На баке море сразу обдало меня холодной волной, и я осторожно двинулся вдоль подветренного борта к корме.

На палубе ни души. Только у командного мостика внизу, закутавшись в брезентовый плащ поверх меховой куртки, дремлет вахтенный матрос. На корме тоже никого. Я бросил за борт докуренную сигаретку и собрался идти в каюту, как вдруг услышал у кормового люка шум и лязг железа о железо. Я осторожно шагнул к люку и увидел, что край брезента, которым задраен вход в трюм, пока корабль в пути, был отогнут. Были сняты железные шины, подняты мочины, и в одном углу широкого люка чернела большая дыра. Кто же это открыл люк?

Я прислушался. Всё тихо. Я потрогал рукою ступеньки железного трапа и заметил, что они влажны. Очевидно, кто-то спускался в люк в мокрых сапогах.

«Но ведь в трюме оружие, порох, динамит!» — подумал я и уже хотел было поднять тревогу, но сдержался и не крикнул.

Кто же может забраться в трюм на море, кроме команды? Подниму шум, а окажется, что это плотник полез за гвоздями или боцман — самое беспокойное существо на корабле, не знающа ни дня ни ночи, — что-нибудь ищет. Мало ли что! Но поздний час! час какой! «И почему часовых не ставили?» — подумал я с досадой. В это время внизу, в трюме, блеснул огонь.

«Эге, — подумал я, — и болван же какой-то там шарит».

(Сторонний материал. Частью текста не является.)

// SPDX-License-Identifier: MIT
// Copyright (c) 2026 Alfred Jean LLC

//! Shared test doubles for sync tests.

#![allow(clippy::unwrap_used)]

use std::collections::VecDeque;
use std::future::Future;
use std::pin::Pin;
use std::sync::{Arc, Mutex};

use serde_json::{json, Value};
use tk_core::{ClientMessage, DonationRecord, Envelope, EventKind, SavedTimerState, TimerIdentity};
use tokio::sync::Notify;

use crate::oneshot::{OneShot, OneShotError, OneShotResult};
use crate::registry::{subscriber, Subscriber};
use crate::transport::{Transport, TransportError, TransportResult};

pub const KEY: &str = "main-timer";

pub fn identity() -> TimerIdentity {
    TimerIdentity::new(KEY, "Main Timer").unwrap()
}

/// A full COUNTDOWN snapshot payload for the test timer.
pub fn snapshot_json(time: i64, status: &str, updated: &str) -> Value {
    json!({
        "timerKey": KEY,
        "timerName": "Main Timer",
        "currentTime": time,
        "status": status,
        "type": "COUNTDOWN",
        "lastUpdated": updated,
    })
}

pub fn state_event(payload: Value) -> Envelope {
    Envelope::for_timer(KEY, EventKind::State, payload)
}

/// Subscriber that records every value it receives.
pub fn recorder<T: Clone + Send + 'static>() -> (Subscriber<T>, Arc<Mutex<Vec<T>>>) {
    let log = Arc::new(Mutex::new(Vec::new()));
    let sink = Arc::clone(&log);
    let callback = subscriber(move |value: &T| {
        sink.lock().unwrap().push(value.clone());
        Ok(())
    });
    (callback, log)
}

#[derive(Default)]
struct MockState {
    connected: bool,
    connect_calls: u32,
    connect_failures: u32,
    hang_connect: bool,
    send_failures: u32,
    outgoing: Vec<ClientMessage>,
    incoming: VecDeque<TransportResult<Option<Envelope>>>,
}

/// Mock transport for testing without real sockets.
///
/// Clones share state, so a test keeps one clone to script and inspect the
/// transport the session owns.
#[derive(Clone, Default)]
pub struct MockTransport {
    state: Arc<Mutex<MockState>>,
    notify: Arc<Notify>,
}

impl MockTransport {
    pub fn new() -> Self {
        Self::default()
    }

    /// Add an event that will be returned by recv().
    pub fn push(&self, envelope: Envelope) {
        self.push_result(Ok(Some(envelope)));
    }

    pub fn push_result(&self, result: TransportResult<Option<Envelope>>) {
        self.state.lock().unwrap().incoming.push_back(result);
        self.notify.notify_one();
    }

    /// The server closes the connection.
    pub fn close_from_server(&self) {
        self.push_result(Ok(None));
    }

    pub fn fail_next_connects(&self, count: u32) {
        self.state.lock().unwrap().connect_failures = count;
    }

    /// Connect attempts never complete.
    pub fn hang_connects(&self, hang: bool) {
        self.state.lock().unwrap().hang_connect = hang;
    }

    pub fn fail_next_sends(&self, count: u32) {
        self.state.lock().unwrap().send_failures = count;
    }

    pub fn connect_calls(&self) -> u32 {
        self.state.lock().unwrap().connect_calls
    }

    /// Get all messages that were sent.
    pub fn outgoing(&self) -> Vec<ClientMessage> {
        self.state.lock().unwrap().outgoing.clone()
    }

    /// Event names of everything sent, in order.
    pub fn sent_events(&self) -> Vec<&'static str> {
        self.outgoing().iter().map(ClientMessage::event_name).collect()
    }
}

impl Transport for MockTransport {
    fn connect(
        &mut self,
        _url: &str,
    ) -> Pin<Box<dyn Future<Output = TransportResult<()>> + Send + '_>> {
        let state = Arc::clone(&self.state);
        Box::pin(async move {
            let hang = {
                let mut s = state.lock().unwrap();
                s.connect_calls += 1;
                s.hang_connect
            };
            if hang {
                std::future::pending::<()>().await;
            }

            let mut s = state.lock().unwrap();
            if s.connect_failures > 0 {
                s.connect_failures -= 1;
                return Err(TransportError::ConnectionFailed("mock failure".into()));
            }
            s.connected = true;
            Ok(())
        })
    }

    fn disconnect(&mut self) -> Pin<Box<dyn Future<Output = TransportResult<()>> + Send + '_>> {
        let state = Arc::clone(&self.state);
        Box::pin(async move {
            state.lock().unwrap().connected = false;
            Ok(())
        })
    }

    fn send(
        &mut self,
        msg: ClientMessage,
    ) -> Pin<Box<dyn Future<Output = TransportResult<()>> + Send + '_>> {
        let state = Arc::clone(&self.state);
        Box::pin(async move {
            let mut s = state.lock().unwrap();
            if !s.connected {
                return Err(TransportError::ConnectionClosed);
            }
            if s.send_failures > 0 {
                s.send_failures -= 1;
                s.connected = false;
                return Err(TransportError::SendFailed("mock send failure".into()));
            }
            s.outgoing.push(msg);
            Ok(())
        })
    }

    fn recv(
        &mut self,
    ) -> Pin<Box<dyn Future<Output = TransportResult<Option<Envelope>>> + Send + '_>> {
        let state = Arc::clone(&self.state);
        let notify = Arc::clone(&self.notify);
        Box::pin(async move {
            loop {
                {
                    let mut s = state.lock().unwrap();
                    if let Some(item) = s.incoming.pop_front() {
                        if matches!(item, Ok(None)) {
                            s.connected = false;
                        }
                        return item;
                    }
                }
                notify.notified().await;
            }
        })
    }

    fn is_connected(&self) -> bool {
        self.state.lock().unwrap().connected
    }
}

#[derive(Default)]
struct RemoteState {
    state: Option<Value>,
    command_response: Option<Value>,
    failing: bool,
    commands: Vec<ClientMessage>,
    saved: Vec<SavedTimerState>,
    donations: Vec<DonationRecord>,
}

/// Scripted one-shot remote.
#[derive(Clone, Default)]
pub struct MockRemote {
    inner: Arc<Mutex<RemoteState>>,
}

impl MockRemote {
    pub fn new() -> Self {
        Self::default()
    }

    pub fn set_state(&self, payload: Option<Value>) {
        self.inner.lock().unwrap().state = payload;
    }

    pub fn set_command_response(&self, body: Option<Value>) {
        self.inner.lock().unwrap().command_response = body;
    }

    pub fn set_failing(&self, failing: bool) {
        self.inner.lock().unwrap().failing = failing;
    }

    pub fn set_saved(&self, saved: Vec<SavedTimerState>) {
        self.inner.lock().unwrap().saved = saved;
    }

    pub fn set_donations(&self, donations: Vec<DonationRecord>) {
        self.inner.lock().unwrap().donations = donations;
    }

    pub fn commands(&self) -> Vec<ClientMessage> {
        self.inner.lock().unwrap().commands.clone()
    }

    fn check(&self) -> OneShotResult<()> {
        if self.inner.lock().unwrap().failing {
            return Err(OneShotError::Status {
                status: 503,
                body: "unavailable".into(),
            });
        }
        Ok(())
    }
}

type Call<'a, T> = Pin<Box<dyn Future<Output = OneShotResult<T>> + Send + 'a>>;

impl OneShot for MockRemote {
    fn send_command<'a>(&'a self, msg: &'a ClientMessage) -> Call<'a, Option<Value>> {
        Box::pin(async move {
            self.check()?;
            let mut inner = self.inner.lock().unwrap();
            inner.commands.push(msg.clone());
            Ok(inner.command_response.clone())
        })
    }

    fn fetch_state<'a>(&'a self, _identity: &'a TimerIdentity) -> Call<'a, Option<Value>> {
        Box::pin(async move {
            self.check()?;
            Ok(self.inner.lock().unwrap().state.clone())
        })
    }

    fn fetch_saved_states<'a>(
        &'a self,
        _identity: &'a TimerIdentity,
    ) -> Call<'a, Vec<SavedTimerState>> {
        Box::pin(async move {
            self.check()?;
            Ok(self.inner.lock().unwrap().saved.clone())
        })
    }

    fn fetch_donations<'a>(
        &'a self,
        _identity: &'a TimerIdentity,
    ) -> Call<'a, Vec<DonationRecord>> {
        Box::pin(async move {
            self.check()?;
            Ok(self.inner.lock().unwrap().donations.clone())
        })
    }
}
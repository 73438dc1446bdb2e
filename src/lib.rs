//! Likelihood x impact risk assessment.
//!
//! [`classifier`] turns two 1..=5 ratings into a [`types::RiskAssessment`];
//! [`reporting`] renders an assessment as a CSV register entry, a JSON
//! record or a paginated A4 PDF; [`output`] writes finished artifacts.

pub mod classifier;
pub mod cli;
pub mod error;
pub mod output;
pub mod reporting;
pub mod types;

pub use classifier::{assess, classify};
pub use error::{Result, RiskError};
pub use reporting::{to_csv, to_document, ReportOptions};
pub use types::{RiskAssessment, RiskInput, RiskLevel};
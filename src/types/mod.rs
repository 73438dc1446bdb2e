pub mod risk;
pub mod scale;

pub use risk::*;
pub use scale::*;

— Шатов! — позвал я негромко, наклонившись к люку. Шатов была фамилия нашего боцмана. Ответа не последовало, но свет сейчас же погас. Я вынул электрический фонарик из кармана и направил его в черноту трюма. Тусклый свет озарил часть твиндека, занятого грузом. Между крепкими железными пиллерсами, на которых держалась верхняя палуба, лежали тюки с аргентинской кожей, наглухо забитые ящики; в одном из углов нескладной кучей поднимались обрывки цепей, мотки проволоки, круги канатов — все боцманское починочное добро. Средняя часть верхнего трюма оставалась незанятой, и ход вниз, в самое брюхо корабля, был открыт. В верхней части трюма, по-видимому, никого не было. Освещая путь карманным фонарем, я спустился еще ниже.

Такой же ржавый трап вел в нижний трюм. Он был набит до отказа. Высокими штабелями один на другом громоздились здесь похожие на гробы длинные ящики с винтовками. Дальше теснились переложенные мягкими циновками металлические упаковки с порохом и патронами. Незанятым оставалось только узкое пространство, глубокая щель у самого трапа. Первый же взгляд при свете фонаря показал мне, что здесь не все благополучно.

Один из ящиков с винтовками был сдвинут с места и придвинут к кубическим цинковым, обшитым войлоком упаковкам с яркими красными надписями. Из-за этого ящика виднелись широкие плечи в брезентовой матросской куртке.

— Кто здесь? Выходи! — сказал я негромко, но твердо. — Все равно вижу.

Плечи медленно поднялись, показалась русая всклокоченная голова. На меня смотрело в упор злое лицо Андрея Быстрова, молодого матроса, взятого на «Св.

Анну» в Мурманске во время последнего рейса из Архангельска в Плимут.

— Что ты делаешь здесь? — спросил я, продолжая освещать фонарем все углы трюма.

Быстров поднялся на ноги. Свет моего фонаря упал на один из цинковых ящиков. С ящика был сорван чехол и сбита крышка. Серая масса взрывчатого вещества глядела наружу. В руке Быстрова были долото и длинный шнур. Ясно, что здесь подготовлялся взрыв корабля.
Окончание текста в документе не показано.